AF Desportes (1661-1743) : la chasse au loup, 1742, Musée de Grenoble,

 

On voit très bien par-là que l’optimisme veut un serment. Quelque étrange que cela paraisse, il faut jurer d’être heureux. Il faut que le fouet du maître arrête tous ces hurlements de chiens. Enfin, par précaution, toute pensée triste doit être réputée trompeuse. Il le faut, parce que nous faisons du malheur naturellement dès que nous ne faisons rien. L’ennui le prouve. Mais ce qui fait le mieux que nos idées ne sont pas en elles-mêmes piquantes, et que c’est notre propre agitation qui nous irrite, c’est l’état heureux de somnolence où tout est relâché dans le corps ; cela ne dure pas ; quand le sommeil s’annonce ainsi, il n’est pas loin. L’art de dormir, qui peut ici aider la nature, consiste principalement à ne vouloir point penser à demi.
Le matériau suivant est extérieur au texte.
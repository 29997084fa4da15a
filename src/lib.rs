/*!
# minidesk

A small multi-page web application, built in Rust.

## Pages

- **Calculator** (`/`) - adds, subtracts, multiplies or divides two numbers and
  keeps a per-session history of results, with a button to clear it.
- **Projects** (`/projects`) - up to three project names stored one per line
  in a plain text file, with add, rename and delete.
- **Stocks** (`/stocks`) - latest daily open/high/low/close/volume for a
  ticker, fetched from the Alpha Vantage `TIME_SERIES_DAILY` endpoint.

## Architecture

### Domain Layer
- **saving**: flat-file project store behind the `ProjectStore` trait
- **projects**: add/update/delete with write-through and rollback
- **calculator**: arithmetic, result formatting, history entries
- **stocks**: ticker normalisation, response classification, quote client

### Web Layer (feature `web`)
- **session**: per-client key-value store keyed by a cookie
- **views**: handlebars templates for the three pages
- **app**: axum router, shared state and handlers

## Configuration

Read from the environment by `Config::from_env`:

- `ALPHA_VANTAGE_API_KEY` - quote provider key, `demo` when unset
- `MINIDESK_PROJECTS_FILE` - project list file, `projects.txt` by default
- `MINIDESK_ADDR` - listen address, `127.0.0.1:3000` by default
- `MINIDESK_STOCK_API_URL`, `MINIDESK_STOCK_TIMEOUT_SECS`, `MINIDESK_STATIC_DIR`

Log output goes through `env_logger`; set `RUST_LOG` to change the level.
*/

pub mod calculator;
pub mod config;
pub mod error;
pub mod projects;
pub mod saving;
pub mod stocks;

#[cfg(feature = "web")]
pub mod app;
#[cfg(feature = "web")]
pub mod session;
#[cfg(feature = "web")]
pub mod views;

pub use calculator::*;
pub use error::*;
pub use projects::*;
pub use saving::*;
pub use stocks::*;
Ou bien s’y mettre tout, ou bien ne pas du tout s’y mettre, par l’expérience que les pensées non gouvernées sont toutes fausses. Cet énergique jugement les rabaisse toutes au rang des songes, et prépare ces heureux songes qui n’ont point d’épines. Au rebours la clef des songes donne importance à tout. C’est la clef du malheur.